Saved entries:
◆ ◆ ◆

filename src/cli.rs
//! CLI arguments and subcommands for function-instance-control.
//!
//! This module defines the command-line interface structure using the clap library,
//! including all flags, options, and subcommands.

use clap::{Parser, Subcommand, ValueEnum};
use std::net::IpAddr;
use std::path::PathBuf;

/// Log level options for CLI parsing
#[derive(Debug, Clone, Copy, ValueEnum)]
pub enum LogLevel {
    Off,
    Error,
    Warn,
    Info,
    Debug,
    Trace,
}

/// Configuration format options for output
#[derive(Debug, Clone, ValueEnum)]
pub enum ConfigFormat {
    Yaml,
    Json,
    Toml,
}

/// Main CLI arguments structure
#[derive(Parser, Debug)]
#[command(
    name = "function-instance-control",
    about = "Control-plane endpoint for a function instance: status and get-and-reset metrics",
    long_about = "Control-plane endpoint for a function instance.\n\n\
                  Serves GetFunctionStatus and GetAndResetMetrics over HTTP/JSON so an external \
                  collector can read the live state of the instance and scrape its counters \
                  without double-counting or losing concurrent updates.",
    version,
    propagate_version = true
)]
pub struct Args {
    #[command(subcommand)]
    pub command: Option<Commands>,

    /// Control service listen port
    #[arg(short = 'p', long)]
    pub port: Option<u16>,

    /// Bind to specific interface/IP
    #[arg(long)]
    pub bind: Option<IpAddr>,

    /// Log level (overrides log_level from the config file)
    #[arg(long, value_enum)]
    pub log_level: Option<LogLevel>,

    /// Config file (YAML/JSON/TOML)
    #[arg(short = 'c', long)]
    pub config: Option<PathBuf>,

    /// Disable all config file loading
    #[arg(long)]
    pub no_config: bool,

    /// Print effective merged config and exit
    #[arg(long)]
    pub show_config: bool,

    /// Output format for --show-config
    #[arg(long, value_enum, default_value = "yaml")]
    pub config_format: ConfigFormat,

    /// Validate config and exit (return code 1 on error)
    #[arg(long)]
    pub check_config: bool,

    /// Maximum number of control calls handled at once
    #[arg(long)]
    pub max_concurrent_calls: Option<usize>,

    /// Instance identifier reported in FunctionStatus
    #[arg(long)]
    pub instance_id: Option<String>,

    /// Number of recent exceptions kept per kind
    #[arg(long)]
    pub exception_history: Option<usize>,

    /// Disable the Prometheus /metrics endpoint
    #[arg(long)]
    pub disable_prometheus: bool,

    /// Simulate N invocations per second against the registry
    #[arg(long)]
    pub synthetic_load: Option<u32>,
}

/// Subcommands for additional functionality
#[derive(Subcommand, Debug)]
pub enum Commands {
    /// Generate configuration files
    Config {
        /// Output file path ("-" for stdout)
        #[arg(short = 'o', long)]
        output: Option<PathBuf>,

        /// Output format
        #[arg(long, value_enum, default_value = "yaml")]
        format: ConfigFormat,

        /// Include comments and examples
        #[arg(long)]
        commented: bool,
    },
}
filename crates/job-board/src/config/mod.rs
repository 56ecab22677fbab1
use std::env;
use std::fmt;
use std::net::{IpAddr, SocketAddr};

/// Distinguishes runtime behavior for different stages of the service.
#[derive(Debug, Clone, Copy, PartialEq, Eq)]
pub enum AppEnvironment {
    Development,
    Test,
    Production,
}

impl AppEnvironment {
    fn from_str(value: &str) -> Self {
        match value.trim().to_ascii_lowercase().as_str() {
            "prod" | "production" => Self::Production,
            "test" | "ci" => Self::Test,
            _ => Self::Development,
        }
    }
}

/// Top-level configuration for the job board service.
#[derive(Debug, Clone)]
pub struct AppConfig {
    pub environment: AppEnvironment,
    pub server: ServerConfig,
    pub database: DatabaseConfig,
    pub telemetry: TelemetryConfig,
}

impl AppConfig {
    pub fn load() -> Result<Self, ConfigError> {
        dotenvy::dotenv().ok();

        let environment = AppEnvironment::from_str(
            &env::var("APP_ENV").unwrap_or_else(|_| "development".to_string()),
        );

        let host = env::var("APP_HOST").unwrap_or_else(|_| "127.0.0.1".to_string());
        let port = env::var("APP_PORT")
            .unwrap_or_else(|_| "5000".to_string())
            .parse::<u16>()
            .map_err(|_| ConfigError::InvalidPort)?;

        let url =
            env::var("DATABASE_URL").unwrap_or_else(|_| DatabaseConfig::DEFAULT_URL.to_string());
        let max_connections = env::var("DATABASE_MAX_CONNECTIONS")
            .unwrap_or_else(|_| "5".to_string())
            .parse::<u32>()
            .ok()
            .filter(|value| *value > 0)
            .ok_or(ConfigError::InvalidMaxConnections)?;

        let log_level = env::var("APP_LOG_LEVEL").unwrap_or_else(|_| "info".to_string());

        Ok(Self {
            environment,
            server: ServerConfig { host, port },
            database: DatabaseConfig {
                url,
                max_connections,
            },
            telemetry: TelemetryConfig { log_level },
        })
    }
}

/// Settings controlling the HTTP server binding.
#[derive(Debug, Clone)]
pub struct ServerConfig {
    pub host: String,
    pub port: u16,
}

impl ServerConfig {
    pub fn socket_addr(&self) -> Result<SocketAddr, ConfigError> {
        if self.host.eq_ignore_ascii_case("localhost") {
            return Ok(SocketAddr::new(IpAddr::from([127, 0, 0, 1]), self.port));
        }

        let ip: IpAddr = self
            .host
            .parse()
            .map_err(|source| ConfigError::InvalidHost { source })?;

        Ok(SocketAddr::new(ip, self.port))
    }
}

/// Connection settings for the applications/jobs store.
#[derive(Debug, Clone, PartialEq, Eq)]
pub struct DatabaseConfig {
    pub url: String,
    pub max_connections: u32,
}

impl DatabaseConfig {
    pub const DEFAULT_URL: &'static str = "sqlite://job_board.db";

    /// Private in-memory database. A single connection keeps every query on the same memory store.
    pub fn in_memory() -> Self {
        Self {
            url: "sqlite::memory:".to_string(),
            max_connections: 1,
        }
    }
}

/// Tracing controls.
#[derive(Debug, Clone)]
pub struct TelemetryConfig {
    pub log_level: String,
}

#[derive(Debug)]
pub enum ConfigError {
    InvalidPort,
    InvalidHost { source: std::net::AddrParseError },
    InvalidMaxConnections,
}

impl fmt::Display for ConfigError {
    fn fmt(&self, f: &mut fmt::Formatter<'_>) -> fmt::Result {
        match self {
            ConfigError::InvalidPort => write!(f, "APP_PORT must be a valid u16"),
            ConfigError::InvalidHost { .. } => {
                write!(f, "APP_HOST must parse to an IPv4 or IPv6 address")
            }
            ConfigError::InvalidMaxConnections => {
                write!(f, "DATABASE_MAX_CONNECTIONS must be a positive integer")
            }
        }
    }
}

impl std::error::Error for ConfigError {
    fn source(&self) -> Option<&(dyn std::error::Error + 'static)> {
        match self {
            ConfigError::InvalidPort | ConfigError::InvalidMaxConnections => None,
            ConfigError::InvalidHost { source } => Some(source),
        }
    }
}

#[cfg(test)]
mod tests {
    use super::*;
    use std::env;
    use std::sync::{Mutex, OnceLock};

    fn env_guard() -> &'static Mutex<()> {
        static GUARD: OnceLock<Mutex<()>> = OnceLock::new();
        GUARD.get_or_init(|| Mutex::new(()))
    }

    fn reset_env() {
        env::remove_var("APP_ENV");
        env::remove_var("APP_HOST");
        env::remove_var("APP_PORT");
        env::remove_var("APP_LOG_LEVEL");
        env::remove_var("DATABASE_URL");
        env::remove_var("DATABASE_MAX_CONNECTIONS");
    }

    #[test]
    fn load_uses_defaults_when_env_missing() {
        let _lock = env_guard().lock().expect("env mutex poisoned");
        reset_env();
        let config = AppConfig::load().expect("config loads with defaults");
        assert_eq!(config.environment, AppEnvironment::Development);
        assert_eq!(config.server.host, "127.0.0.1");
        assert_eq!(config.server.port, 5000);
        assert_eq!(config.database.url, DatabaseConfig::DEFAULT_URL);
        assert_eq!(config.database.max_connections, 5);
        assert_eq!(config.telemetry.log_level, "info");
    }

    #[test]
    fn accepts_localhost_host() {
        let _lock = env_guard().lock().expect("env mutex poisoned");
        reset_env();
        env::set_var("APP_HOST", "localhost");
        let config = AppConfig::load().expect("config loads");
        let addr = config.server.socket_addr().expect("localhost resolves");
        assert_eq!(addr, SocketAddr::new(IpAddr::from([127, 0, 0, 1]), 5000));
        reset_env();
    }

    #[test]
    fn rejects_zero_max_connections() {
        let _lock = env_guard().lock().expect("env mutex poisoned");
        reset_env();
        env::set_var("DATABASE_MAX_CONNECTIONS", "0");
        let err = AppConfig::load().expect_err("zero connections rejected");
        assert!(matches!(err, ConfigError::InvalidMaxConnections));
        reset_env();
    }

    #[test]
    fn production_environment_aliases() {
        assert_eq!(AppEnvironment::from_str("PROD"), AppEnvironment::Production);
        assert_eq!(AppEnvironment::from_str("ci"), AppEnvironment::Test);
        assert_eq!(AppEnvironment::from_str("staging"), AppEnvironment::Development);
    }
}
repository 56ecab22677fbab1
mod common;
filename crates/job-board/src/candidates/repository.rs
use async_trait::async_trait;

use super::domain::{CandidateExportRow, EmployerId};

/// Read access to applications joined with their postings.
#[async_trait]
pub trait CandidateRepository: Send + Sync {
    /// Applications on the employer's postings, newest first with ties broken by descending id.
    async fn applications_for_employer(
        &self,
        employer_id: EmployerId,
    ) -> Result<Vec<CandidateExportRow>, RepositoryError>;
}

/// Retrieval failures raised by a candidate repository.
#[derive(Debug, thiserror::Error)]
pub enum RepositoryError {
    #[error("data store unavailable: {0}")]
    Unavailable(String),
    #[error("query failed: {0}")]
    Query(String),
    #[error("unexpected row shape: {0}")]
    RowShape(String),
}

impl From<sqlx::Error> for RepositoryError {
    fn from(err: sqlx::Error) -> Self {
        match err {
            sqlx::Error::Database(db_err) => match db_err.code() {
                Some(code) => Self::Query(format!("{} ({})", db_err.message(), code)),
                None => Self::Query(db_err.message().to_string()),
            },
            sqlx::Error::ColumnNotFound(column) => {
                Self::RowShape(format!("column not found: {column}"))
            }
            err @ (sqlx::Error::ColumnDecode { .. }
            | sqlx::Error::ColumnIndexOutOfBounds { .. }
            | sqlx::Error::Decode(_)
            | sqlx::Error::TypeNotFound { .. }) => Self::RowShape(err.to_string()),
            other => Self::Unavailable(other.to_string()),
        }
    }
}
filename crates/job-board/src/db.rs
use crate::config::DatabaseConfig;
use sqlx::sqlite::{SqliteConnectOptions, SqlitePool, SqlitePoolOptions};
use std::str::FromStr;
use std::time::Duration;
use tracing::{debug, info};

const SCHEMA: &str = include_str!("../schema/job_board.sql");

/// Open a SQLite pool with foreign keys enforced on every connection.
pub async fn create_pool(config: &DatabaseConfig) -> Result<SqlitePool, sqlx::Error> {
    let options = SqliteConnectOptions::from_str(&config.url)?
        .foreign_keys(true)
        .busy_timeout(Duration::from_secs(5));

    let pool = SqlitePoolOptions::new()
        .max_connections(config.max_connections)
        .connect_with(options)
        .await?;

    info!(url = %config.url, max_connections = config.max_connections, "database pool ready");
    Ok(pool)
}

/// Create the `jobs` and `applications` tables when they are missing.
///
/// Used by the demo command and tests; deployed databases are expected to
/// already carry the job board schema.
pub async fn bootstrap_schema(pool: &SqlitePool) -> Result<(), sqlx::Error> {
    let mut tx = pool.begin().await?;

    for statement in schema_statements(SCHEMA) {
        debug!(%statement, "applying schema statement");
        sqlx::query(&statement).execute(&mut *tx).await?;
    }

    tx.commit().await
}

fn schema_statements(sql: &str) -> Vec<String> {
    sql.split(';')
        .map(|statement| {
            statement
                .lines()
                .filter(|line| !line.trim().starts_with("--"))
                .collect::<Vec<_>>()
                .join("\n")
                .trim()
                .to_string()
        })
        .filter(|statement| !statement.is_empty())
        .collect()
}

◆ ◆ ◆

ABOUT THIS TASK:
From the start of the data to the line that holds "pub enum ConfigFormat", retype each line exactly, with both ends included.

RESPONSE BELOW:
filename src/cli.rs
//! CLI arguments and subcommands for function-instance-control.
//!
//! This module defines the command-line interface structure using the clap library,
//! including all flags, options, and subcommands.

use clap::{Parser, Subcommand, ValueEnum};
use std::net::IpAddr;
use std::path::PathBuf;

/// Log level options for CLI parsing
#[derive(Debug, Clone, Copy, ValueEnum)]
pub enum LogLevel {
    Off,
    Error,
    Warn,
    Info,
    Debug,
    Trace,
}

/// Configuration format options for output
#[derive(Debug, Clone, ValueEnum)]
pub enum ConfigFormat {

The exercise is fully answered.